How to improve Mother & Daughter Relationship

For Improving Mother-Daughter Relationships

First, you are going to want to isolate what the root cause of the problem is. For most, one of the key underlying problems in many mother-daughter relationships is that the mother sees the daughter as a "little her" and tries to project onto her. For example, she sees her daughter as someone who she can help avoid certain mistakes, and who can do what she never was able to do. For example, if she never went to college because she married right out of high school she may force her daughter that direction without ever thinking about what the daughter wants. 

If you want to have an improved mother-daughter relationship you need to let your daughter grow and live and learn at her own pace, in her own style. No one likes to be forced to do something they do not want to, and it gets worse when it is a parent forcing them. So, instead be supportive of their goals, encourage improvement, and love them irregardless.
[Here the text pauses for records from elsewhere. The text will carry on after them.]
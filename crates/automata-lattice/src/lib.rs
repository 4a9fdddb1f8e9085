//! Lattice storage, neighborhoods, and transition rules for the 3D
//! cellular automaton service.
//!
//! This crate is synchronous and allocation-aware: every buffer that scales
//! with the lattice volume is reserved fallibly, so an oversized request
//! surfaces as an error instead of an abort.
//!
//! # Modules
//!
//! - [`error`] -- [`LatticeError`] and its mapping onto wire error kinds.
//! - [`lattice`] -- The dense grid: indexing, boundary policies, initial
//!   population, and neighbor summaries.
//! - [`neighborhood`] -- Moore and von Neumann offsets and the per-state
//!   [`NeighborSummary`] histogram.
//! - [`packed`] -- One-bit-per-cell encoding used by exports and digests.
//! - [`rule`] -- Rule notation parsing, validation, and evaluation.
//! - [`snapshot`] -- Immutable copies of a lattice handed to readers.

pub mod error;
pub mod lattice;
pub mod neighborhood;
pub mod packed;
pub mod rule;
pub mod snapshot;

// Re-export primary types at crate root.
pub use error::LatticeError;
pub use lattice::{Lattice, validate_dimensions};
pub use neighborhood::{NeighborSummary, offsets};
pub use packed::{pack, packed_len, unpack};
pub use rule::{CountSet, Rule};
pub use snapshot::{Snapshot, SnapshotBuffer};
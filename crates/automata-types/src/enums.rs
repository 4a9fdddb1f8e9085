//! Enumeration types shared by the engine, the service layer, and clients.

use serde::{Deserialize, Serialize};
use ts_rs::TS;

// ---------------------------------------------------------------------------
// Lattice geometry
// ---------------------------------------------------------------------------

/// Policy for neighbor lookup at the lattice edge.
#[derive(
    Debug, Clone, Copy, Default, PartialEq, Eq, PartialOrd, Ord, Hash, Serialize, Deserialize, TS,
)]
#[ts(export, export_to = "bindings/")]
pub enum BoundaryMode {
    /// Coordinates outside `[0, dim)` do not exist. Edge cells have fewer
    /// neighbors and out-of-range lookups fail.
    #[default]
    Clamped,
    /// Coordinates wrap toroidally along every axis.
    Wrapped,
}

/// The set of cells considered adjacent to a given cell.
#[derive(
    Debug, Clone, Copy, Default, PartialEq, Eq, PartialOrd, Ord, Hash, Serialize, Deserialize, TS,
)]
#[ts(export, export_to = "bindings/")]
pub enum Neighborhood {
    /// 26-connected: every cell of the surrounding 3x3x3 cube.
    #[default]
    Moore,
    /// 6-connected: the face-adjacent cells only.
    VonNeumann,
}

impl Neighborhood {
    /// Number of neighbors an interior cell has under this neighborhood.
    pub const fn size(self) -> u8 {
        match self {
            Self::Moore => 26,
            Self::VonNeumann => 6,
        }
    }

    /// Short code used in rule notation (`M` or `VN`).
    pub const fn code(self) -> &'static str {
        match self {
            Self::Moore => "M",
            Self::VonNeumann => "VN",
        }
    }
}

// ---------------------------------------------------------------------------
// Rules
// ---------------------------------------------------------------------------

/// What a multi-state rule does for a combination its table does not list.
#[derive(Debug, Clone, Copy, PartialEq, Eq, Hash, Serialize, Deserialize, TS)]
#[ts(export, export_to = "bindings/")]
pub enum DefaultTransition {
    /// Unlisted combinations produce a dead cell.
    Dead,
    /// Unlisted combinations keep the current state.
    Unchanged,
}

// ---------------------------------------------------------------------------
// Sessions
// ---------------------------------------------------------------------------

/// Lifecycle status of a simulation session.
#[derive(Debug, Clone, Copy, PartialEq, Eq, Hash, Serialize, Deserialize, TS)]
#[ts(export, export_to = "bindings/")]
pub enum SessionStatus {
    /// Idle and ready to accept a step.
    Active,
    /// A step is in flight.
    Stepping,
    /// Closed. Every further operation fails with [`ErrorKind::SessionNotFound`].
    Closed,
}

/// Encoding of the updates that follow the first frame of a state stream.
#[derive(Debug, Clone, Copy, Default, PartialEq, Eq, Hash, Serialize, Deserialize, TS)]
#[serde(rename_all = "lowercase")]
#[ts(export, export_to = "bindings/")]
pub enum StreamFormat {
    /// Only the cells that changed since the previous frame.
    #[default]
    Diff,
    /// A full snapshot every frame.
    Snapshot,
}

// ---------------------------------------------------------------------------
// Errors
// ---------------------------------------------------------------------------

/// The failure kinds every operation can surface to a caller.
///
/// Library errors in each crate map onto exactly one of these via their
/// `kind()` method, so the kind survives every layer without translation
/// loss.
#[derive(Debug, Clone, Copy, PartialEq, Eq, Hash, Serialize, Deserialize, TS)]
#[ts(export, export_to = "bindings/")]
pub enum ErrorKind {
    /// A dimension is zero or negative, or the volume exceeds the
    /// addressable (or configured) cell limit.
    InvalidDimensions,
    /// A rule specification is malformed.
    InvalidRuleSpecification,
    /// A multi-state rule leaves reachable combinations unmapped and has
    /// no default transition.
    IncompleteRuleSpecification,
    /// A step count is below one or above the configured maximum.
    InvalidStepCount,
    /// A coordinate is outside the lattice under clamped boundaries.
    IndexOutOfRange,
    /// The session does not exist or has been closed.
    SessionNotFound,
    /// A non-blocking step was requested while another step was in flight.
    SessionBusy,
    /// The engine could not complete a computation (e.g. allocation failure).
    InternalComputationFailure,
    /// The initial state source is invalid (density outside `[0, 1]`, a
    /// state outside the alphabet, or a malformed import payload).
    InvalidInitialState,
    /// The transport payload could not be decoded.
    InvalidRequest,
}

impl ErrorKind {
    /// Stable string name of the kind, matching its serialized form.
    pub const fn as_str(self) -> &'static str {
        match self {
            Self::InvalidDimensions => "InvalidDimensions",
            Self::InvalidRuleSpecification => "InvalidRuleSpecification",
            Self::IncompleteRuleSpecification => "IncompleteRuleSpecification",
            Self::InvalidStepCount => "InvalidStepCount",
            Self::IndexOutOfRange => "IndexOutOfRange",
            Self::SessionNotFound => "SessionNotFound",
            Self::SessionBusy => "SessionBusy",
            Self::InternalComputationFailure => "InternalComputationFailure",
            Self::InvalidInitialState => "InvalidInitialState",
            Self::InvalidRequest => "InvalidRequest",
        }
    }
}

impl core::fmt::Display for ErrorKind {
    fn fmt(&self, f: &mut core::fmt::Formatter<'_>) -> core::fmt::Result {
        f.write_str(self.as_str())
    }
}

#[cfg(test)]
mod tests {
    use super::*;

    #[test]
    fn neighborhood_sizes() {
        assert_eq!(Neighborhood::Moore.size(), 26);
        assert_eq!(Neighborhood::VonNeumann.size(), 6);
    }

    #[test]
    fn error_kind_display_matches_serde() {
        let kind = ErrorKind::SessionNotFound;
        let json = serde_json::to_string(&kind).unwrap_or_default();
        assert_eq!(json, format!("\"{kind}\""));
    }

    #[test]
    fn stream_format_is_lowercase_on_the_wire() {
        let parsed: Result<StreamFormat, _> = serde_json::from_str("\"snapshot\"");
        assert_eq!(parsed.ok(), Some(StreamFormat::Snapshot));
        assert_eq!(StreamFormat::default(), StreamFormat::Diff);
    }
}
//! Neighborhood offsets and per-state neighbor histograms.

use automata_types::{CellState, MAX_STATES, Neighborhood};

/// Number of histogram slots (one per possible state).
const SLOTS: usize = MAX_STATES as usize;

/// Relative offsets of the 26 Moore neighbors.
const MOORE: [(i8, i8, i8); 26] = [
    (-1, -1, -1),
    (0, -1, -1),
    (1, -1, -1),
    (-1, 0, -1),
    (0, 0, -1),
    (1, 0, -1),
    (-1, 1, -1),
    (0, 1, -1),
    (1, 1, -1),
    (-1, -1, 0),
    (0, -1, 0),
    (1, -1, 0),
    (-1, 0, 0),
    (1, 0, 0),
    (-1, 1, 0),
    (0, 1, 0),
    (1, 1, 0),
    (-1, -1, 1),
    (0, -1, 1),
    (1, -1, 1),
    (-1, 0, 1),
    (0, 0, 1),
    (1, 0, 1),
    (-1, 1, 1),
    (0, 1, 1),
    (1, 1, 1),
];

/// Relative offsets of the 6 von Neumann neighbors.
const VON_NEUMANN: [(i8, i8, i8); 6] = [
    (-1, 0, 0),
    (1, 0, 0),
    (0, -1, 0),
    (0, 1, 0),
    (0, 0, -1),
    (0, 0, 1),
];

/// Relative `(dx, dy, dz)` offsets of a neighborhood.
pub const fn offsets(neighborhood: Neighborhood) -> &'static [(i8, i8, i8)] {
    match neighborhood {
        Neighborhood::Moore => &MOORE,
        Neighborhood::VonNeumann => &VON_NEUMANN,
    }
}

/// Histogram of neighbor states around one cell.
///
/// `present` counts every neighbor that exists under the boundary policy;
/// `count(state)` counts those in a given state. Binary rules read only
/// [`NeighborSummary::alive`].
#[derive(Debug, Clone, Copy, Default, PartialEq, Eq, Hash)]
pub struct NeighborSummary {
    counts: [u8; SLOTS],
    present: u8,
}

impl NeighborSummary {
    /// Record one existing neighbor in the given state.
    pub fn record(&mut self, state: CellState) {
        self.present = self.present.saturating_add(1);
        if let Some(slot) = self.counts.get_mut(usize::from(state.value())) {
            *slot = slot.saturating_add(1);
        }
    }

    /// Number of neighbors in a state.
    pub fn count(&self, state: CellState) -> u8 {
        self.counts
            .get(usize::from(state.value()))
            .copied()
            .unwrap_or(0)
    }

    /// Number of neighbors in the alive state.
    pub fn alive(&self) -> u8 {
        self.count(CellState::ALIVE)
    }

    /// Number of neighbors that exist under the boundary policy.
    pub const fn present(&self) -> u8 {
        self.present
    }

    /// Counts of states `1..states`, zero-padded to a fixed width.
    ///
    /// Dead and out-of-range neighbors are indistinguishable here, which
    /// keeps multi-state tables independent of the boundary mode.
    pub fn histogram(&self, states: u8) -> [u8; SLOTS - 1] {
        let mut histogram = [0_u8; SLOTS - 1];
        let live = usize::from(states.saturating_sub(1));
        for (slot, count) in histogram
            .iter_mut()
            .zip(self.counts.iter().skip(1))
            .take(live)
        {
            *slot = *count;
        }
        histogram
    }
}

#[cfg(test)]
mod tests {
    use super::*;

    #[test]
    fn offsets_exclude_center_and_are_unique() {
        for nb in [Neighborhood::Moore, Neighborhood::VonNeumann] {
            let list = offsets(nb);
            assert_eq!(list.len(), usize::from(nb.size()));
            assert!(!list.contains(&(0, 0, 0)));
            let mut sorted = list.to_vec();
            sorted.sort_unstable();
            sorted.dedup();
            assert_eq!(sorted.len(), list.len());
        }
    }

    #[test]
    fn histogram_skips_dead_and_truncates() {
        let mut summary = NeighborSummary::default();
        summary.record(CellState::DEAD);
        summary.record(CellState::ALIVE);
        summary.record(CellState(2));
        summary.record(CellState(2));
        summary.record(CellState(3));

        assert_eq!(summary.present(), 5);
        assert_eq!(summary.alive(), 1);
        let h = summary.histogram(3);
        assert_eq!(h.first().copied(), Some(1));
        assert_eq!(h.get(1).copied(), Some(2));
        // State 3 is outside a 3-state alphabet and is dropped.
        assert_eq!(h.get(2).copied(), Some(0));
    }
}
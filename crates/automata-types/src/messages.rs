//! Request, response, and stream message shapes of the simulation service.
//!
//! Encoding is the transport's concern; these types fix only the shapes.
//! Full-state messages ([`StateSnapshot`]) answer `GetState` and open a
//! stream. Later stream updates carry [`StateDiff`]s.

use serde::{Deserialize, Serialize};
use ts_rs::TS;

use crate::enums::{BoundaryMode, ErrorKind};
use crate::ids::SessionId;
use crate::rules::RuleSpecification;
use crate::structs::{CellAssignment, CellState, ChangedCell, Dimensions};

// ---------------------------------------------------------------------------
// Initial state
// ---------------------------------------------------------------------------

/// How a new lattice is populated.
#[derive(Debug, Clone, Default, PartialEq, Serialize, Deserialize, TS)]
#[serde(tag = "kind")]
#[ts(export, export_to = "bindings/")]
pub enum InitialStateSource {
    /// Every cell dead.
    #[default]
    Empty,
    /// Explicit per-cell assignments. Unlisted cells are dead.
    Cells {
        /// The assignments, each validated to lie inside the lattice.
        cells: Vec<CellAssignment>,
    },
    /// Seeded random fill: each cell is alive with probability `density`.
    Random {
        /// Probability in `[0, 1]` that a cell starts alive.
        density: f64,
        /// Seed for reproducible fills.
        seed: u64,
    },
}

// ---------------------------------------------------------------------------
// Requests
// ---------------------------------------------------------------------------

/// Create a new simulation session.
///
/// Dimensions are signed so that zero and negative extents reach
/// validation and fail with [`ErrorKind::InvalidDimensions`] rather than
/// a decoding error.
#[derive(Debug, Clone, PartialEq, Serialize, Deserialize, TS)]
#[ts(export, export_to = "bindings/")]
pub struct CreateRequest {
    /// Extent along the x axis.
    pub dim_x: i64,
    /// Extent along the y axis.
    pub dim_y: i64,
    /// Extent along the z axis.
    pub dim_z: i64,
    /// Boundary mode.
    #[serde(default)]
    pub boundary_mode: BoundaryMode,
    /// Transition rule.
    pub rule_specification: RuleSpecification,
    /// Initial lattice population.
    #[serde(default)]
    pub initial_state_source: InitialStateSource,
}

/// Advance a session by a number of generations.
#[derive(Debug, Clone, Copy, PartialEq, Eq, Serialize, Deserialize, TS)]
#[ts(export, export_to = "bindings/")]
pub struct StepRequest {
    /// Target session.
    pub session_id: SessionId,
    /// Number of generations, at least one.
    pub step_count: u64,
}

/// Close a session.
#[derive(Debug, Clone, Copy, PartialEq, Eq, Serialize, Deserialize, TS)]
#[ts(export, export_to = "bindings/")]
pub struct CloseRequest {
    /// Target session.
    pub session_id: SessionId,
}

// ---------------------------------------------------------------------------
// Responses
// ---------------------------------------------------------------------------

/// Result of a successful create or import.
#[derive(Debug, Clone, Copy, PartialEq, Eq, Serialize, Deserialize, TS)]
#[ts(export, export_to = "bindings/")]
pub struct SessionCreated {
    /// The new session identifier.
    pub session_id: SessionId,
    /// Generation the session starts at (0 unless imported).
    pub generation: u64,
}

/// Result of a successful step.
#[derive(Debug, Clone, Copy, PartialEq, Eq, Serialize, Deserialize, TS)]
#[ts(export, export_to = "bindings/")]
pub struct StepResponse {
    /// Target session.
    pub session_id: SessionId,
    /// Generation number reached.
    pub generation: u64,
    /// Number of non-dead cells after the step.
    pub population: u64,
    /// Number of cells whose state differs from the generation the step
    /// started at.
    pub changed_cells: u64,
}

/// Full lattice state at one generation.
#[derive(Debug, Clone, PartialEq, Eq, Serialize, Deserialize, TS)]
#[ts(export, export_to = "bindings/")]
pub struct StateSnapshot {
    /// Source session.
    pub session_id: SessionId,
    /// Generation number.
    pub generation: u64,
    /// Lattice dimensions.
    pub dimensions: Dimensions,
    /// Boundary mode.
    pub boundary_mode: BoundaryMode,
    /// Alphabet size.
    pub states: u8,
    /// Cell states indexed by `x + y*dimX + z*dimX*dimY`.
    pub cell_states: Vec<CellState>,
}

/// Cells that changed between two generations.
#[derive(Debug, Clone, PartialEq, Eq, Serialize, Deserialize, TS)]
#[ts(export, export_to = "bindings/")]
pub struct StateDiff {
    /// Source session.
    pub session_id: SessionId,
    /// Generation the diff leads to.
    pub generation: u64,
    /// Generation the diff was computed against.
    pub base_generation: u64,
    /// Changed cells with their new states.
    pub changed_cells: Vec<ChangedCell>,
}

/// Generic acknowledgement, also the body of every failure.
#[derive(Debug, Clone, PartialEq, Eq, Serialize, Deserialize, TS)]
#[ts(export, export_to = "bindings/")]
pub struct Ack {
    /// Whether the operation succeeded.
    pub success: bool,
    /// Failure kind, absent on success.
    pub error_kind: Option<ErrorKind>,
    /// Human-readable message.
    pub message: String,
}

impl Ack {
    /// A successful acknowledgement.
    pub fn ok(message: impl Into<String>) -> Self {
        Self {
            success: true,
            error_kind: None,
            message: message.into(),
        }
    }

    /// A failed acknowledgement carrying one error kind.
    pub fn error(kind: ErrorKind, message: impl Into<String>) -> Self {
        Self {
            success: false,
            error_kind: Some(kind),
            message: message.into(),
        }
    }
}

// ---------------------------------------------------------------------------
// Streaming
// ---------------------------------------------------------------------------

/// One message of a `StreamStates` sequence.
#[derive(Debug, Clone, PartialEq, Eq, Serialize, Deserialize, TS)]
#[serde(tag = "type")]
#[ts(export, export_to = "bindings/")]
pub enum StreamUpdate {
    /// Full state; always the first message of a stream.
    Snapshot(StateSnapshot),
    /// Changes since the previous message.
    Diff(StateDiff),
    /// The session closed; no further messages follow.
    Closed {
        /// Source session.
        session_id: SessionId,
        /// Last generation the stream delivered.
        generation: u64,
    },
}

impl StreamUpdate {
    /// Generation the update describes.
    pub const fn generation(&self) -> u64 {
        match self {
            Self::Snapshot(s) => s.generation,
            Self::Diff(d) => d.generation,
            Self::Closed { generation, .. } => *generation,
        }
    }
}

#[cfg(test)]
mod tests {
    use super::*;

    #[test]
    fn create_request_defaults() {
        let json = r#"{
            "dim_x": 3, "dim_y": 3, "dim_z": 3,
            "rule_specification": {"kind": "Notation", "notation": "4/4/5/M"}
        }"#;
        let parsed: Result<CreateRequest, _> = serde_json::from_str(json);
        let request = parsed.ok();
        assert_eq!(
            request.as_ref().map(|r| r.boundary_mode),
            Some(BoundaryMode::Clamped)
        );
        assert_eq!(
            request.map(|r| r.initial_state_source),
            Some(InitialStateSource::Empty)
        );
    }

    #[test]
    fn ack_error_carries_kind() {
        let ack = Ack::error(ErrorKind::SessionBusy, "busy");
        assert!(!ack.success);
        assert_eq!(ack.error_kind, Some(ErrorKind::SessionBusy));
    }

    #[test]
    fn stream_update_is_tagged() {
        let update = StreamUpdate::Closed {
            session_id: SessionId::new(),
            generation: 7,
        };
        let value = serde_json::to_value(&update).unwrap_or_default();
        assert_eq!(value["type"], "Closed");
        assert_eq!(update.generation(), 7);
    }
}
//! Error types for the `automata-lattice` crate.
//!
//! All fallible operations in this crate return [`LatticeError`]. Each
//! variant maps onto exactly one wire-level [`ErrorKind`] via
//! [`LatticeError::kind`].

use automata_types::ErrorKind;

/// Errors that can occur while constructing or reading lattices and rules.
#[derive(Debug, thiserror::Error)]
pub enum LatticeError {
    /// A dimension is zero or negative, or the volume is not addressable.
    #[error("invalid dimensions {x}x{y}x{z}: {reason}")]
    InvalidDimensions {
        /// Requested x extent.
        x: i64,
        /// Requested y extent.
        y: i64,
        /// Requested z extent.
        z: i64,
        /// Why the dimensions were rejected.
        reason: String,
    },

    /// A coordinate lies outside the lattice under clamped boundaries.
    #[error("coordinate ({x}, {y}, {z}) is outside the lattice")]
    IndexOutOfRange {
        /// X coordinate.
        x: i64,
        /// Y coordinate.
        y: i64,
        /// Z coordinate.
        z: i64,
    },

    /// The rule specification is malformed.
    #[error("invalid rule specification: {0}")]
    InvalidRule(String),

    /// The multi-state rule table misses reachable combinations and has no
    /// default transition.
    #[error("incomplete rule specification: {listed} of {required} reachable combinations mapped and no default given")]
    IncompleteRule {
        /// Number of combinations the table maps.
        listed: u128,
        /// Number of reachable combinations.
        required: u128,
    },

    /// The initial state source is invalid.
    #[error("invalid initial state: {0}")]
    InvalidInitialState(String),

    /// Lattice storage could not be allocated.
    #[error("failed to allocate {cells} cells: {reason}")]
    Allocation {
        /// Requested number of cells.
        cells: usize,
        /// Allocator message.
        reason: String,
    },
}

impl LatticeError {
    /// The wire-level kind of this error.
    pub const fn kind(&self) -> ErrorKind {
        match self {
            Self::InvalidDimensions { .. } => ErrorKind::InvalidDimensions,
            Self::IndexOutOfRange { .. } => ErrorKind::IndexOutOfRange,
            Self::InvalidRule(_) => ErrorKind::InvalidRuleSpecification,
            Self::IncompleteRule { .. } => ErrorKind::IncompleteRuleSpecification,
            Self::InvalidInitialState(_) => ErrorKind::InvalidInitialState,
            Self::Allocation { .. } => ErrorKind::InternalComputationFailure,
        }
    }
}
//! Error types for the `automata-core` crate.
//!
//! [`EngineError`] covers a single engine's computations. [`SessionError`]
//! is what the registry and service layer return; it wraps engine and
//! lattice errors so the original [`ErrorKind`] survives.

use automata_lattice::LatticeError;
use automata_types::{ErrorKind, SessionId};

/// Errors raised by the generation engine.
#[derive(Debug, thiserror::Error)]
pub enum EngineError {
    /// A step count outside `[1, max]`.
    #[error("step count {requested} outside [1, {max}]")]
    InvalidStepCount {
        /// The requested count.
        requested: u64,
        /// The configured maximum.
        max: u64,
    },

    /// The lattice alphabet does not match the rule alphabet.
    #[error("lattice has {lattice} states but the rule expects {rule}")]
    AlphabetMismatch {
        /// Alphabet size of the lattice.
        lattice: u8,
        /// Alphabet size of the rule.
        rule: u8,
    },

    /// A diff was applied to a snapshot of the wrong generation.
    #[error("diff is based on generation {expected}, snapshot is at {found}")]
    DiffBaseMismatch {
        /// Generation the diff was computed against.
        expected: u64,
        /// Generation of the snapshot it was applied to.
        found: u64,
    },

    /// Two snapshots of different geometry were compared.
    #[error("snapshots are not comparable")]
    IncompatibleSnapshots,

    /// The generation counter would overflow.
    #[error("generation counter overflow")]
    GenerationOverflow,

    /// A committed step was given a base snapshot of another generation.
    #[error("engine is at generation {engine}, base snapshot is at {base}")]
    StaleBase {
        /// Generation of the engine.
        engine: u64,
        /// Generation of the supplied base.
        base: u64,
    },

    /// A pass panicked; the engine was restored to its base generation.
    #[error("pass panicked after reaching generation {reached}: {message}")]
    PassPanicked {
        /// Generation reached before the panic.
        reached: u64,
        /// The panic payload, when it was a string.
        message: String,
    },

    /// The worker pool could not be built.
    #[error("failed to build worker pool: {0}")]
    Pool(String),

    /// A lattice or rule operation failed.
    #[error(transparent)]
    Lattice(#[from] LatticeError),
}

impl EngineError {
    /// The wire-level kind of this error.
    pub const fn kind(&self) -> ErrorKind {
        match self {
            Self::InvalidStepCount { .. } => ErrorKind::InvalidStepCount,
            Self::AlphabetMismatch { .. } => ErrorKind::InvalidInitialState,
            Self::DiffBaseMismatch { .. } => ErrorKind::InvalidRequest,
            Self::IncompatibleSnapshots
            | Self::GenerationOverflow
            | Self::StaleBase { .. }
            | Self::PassPanicked { .. }
            | Self::Pool(_) => ErrorKind::InternalComputationFailure,
            Self::Lattice(err) => err.kind(),
        }
    }
}

/// Errors raised by sessions, the registry, and the service layer.
#[derive(Debug, thiserror::Error)]
pub enum SessionError {
    /// The session does not exist or has been closed.
    #[error("session {session_id} not found")]
    NotFound {
        /// The requested session.
        session_id: SessionId,
    },

    /// A non-blocking step found another step in flight.
    #[error("session {session_id} is busy stepping")]
    Busy {
        /// The requested session.
        session_id: SessionId,
    },

    /// A blocking task panicked or was cancelled.
    #[error("computation task failed: {0}")]
    TaskFailed(String),

    /// The request payload is malformed.
    #[error("invalid request: {0}")]
    InvalidRequest(String),

    /// An engine operation failed.
    #[error(transparent)]
    Engine(#[from] EngineError),

    /// A lattice or rule operation failed.
    #[error(transparent)]
    Lattice(#[from] LatticeError),
}

impl SessionError {
    /// The wire-level kind of this error.
    pub const fn kind(&self) -> ErrorKind {
        match self {
            Self::NotFound { .. } => ErrorKind::SessionNotFound,
            Self::Busy { .. } => ErrorKind::SessionBusy,
            Self::TaskFailed(_) => ErrorKind::InternalComputationFailure,
            Self::InvalidRequest(_) => ErrorKind::InvalidRequest,
            Self::Engine(err) => err.kind(),
            Self::Lattice(err) => err.kind(),
        }
    }
}

impl From<tokio::task::JoinError> for SessionError {
    fn from(err: tokio::task::JoinError) -> Self {
        Self::TaskFailed(err.to_string())
    }
}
Do fun things together too. Go get your nails done, or your hair. A lot of times mom's and daughters only interact at home where there are chores to be done, meals to be fixed etc. So, try to interact with one another without the pressures of needing to switch the laundry etc. It is up to you to make the relationship fun as well as responsible, so do things you can enjoy together, and do them often, once a month, or more if possible.

Find out what daughters share about their mother-daughter relationship:

These specific mother-daughter relationship problems tips help you improve this special relationship and get a fresh view. Get insights and experience a more satisfying and loving mother-daughter relationship!

One day I learnt that my mother had confided to one of her close friends that she felt terrorized by her daughter. My mother was referring to me!

I was shocked. How could she experience our relationship like that?

She was the dominating party in this relationship causing all problems! How bossy she could be! And sometimes down right manipulative to get her way!

But how could she share something intimate like that to her friend?! Why not talk to me about this? I felt so betrayed and hurt by my mother!

All my life I was only doing my best to please my mother as much as I can. I shaped my life such that she would be happy with me, be proud of me and finally give me the love I deserve.

I felt that my mother did not even see all my efforts to please her and all the sacrifices I made. I felt that she was denying my love for her. In my worse moments I felt that I meant nothing to her.

It took me years to find out who my mother actually was as a real person.

I assumed and expected a lot of behaviors of her being in the role of “my mother”. This excluded her being a real person with real feelings and moods and emotions. My mother as a real person apparently had relationship problems with her husband. She was also not ready to let go of her own mother since they had a lot of unfinished business. She also had some relationship problems with her daughter (me!).

My mother felt hurt pretty often I guess, but was a master in hiding these hurts and pains. I also learnt that her hurts and pains have nothing, absolutely nothing to do with me.

Now I only deal with my own hurt, with experiencing being betrayed and denied. I don’t want to end up like her and do my best to open up to my true feelings, good or bad. Because I want to be happy, really happy!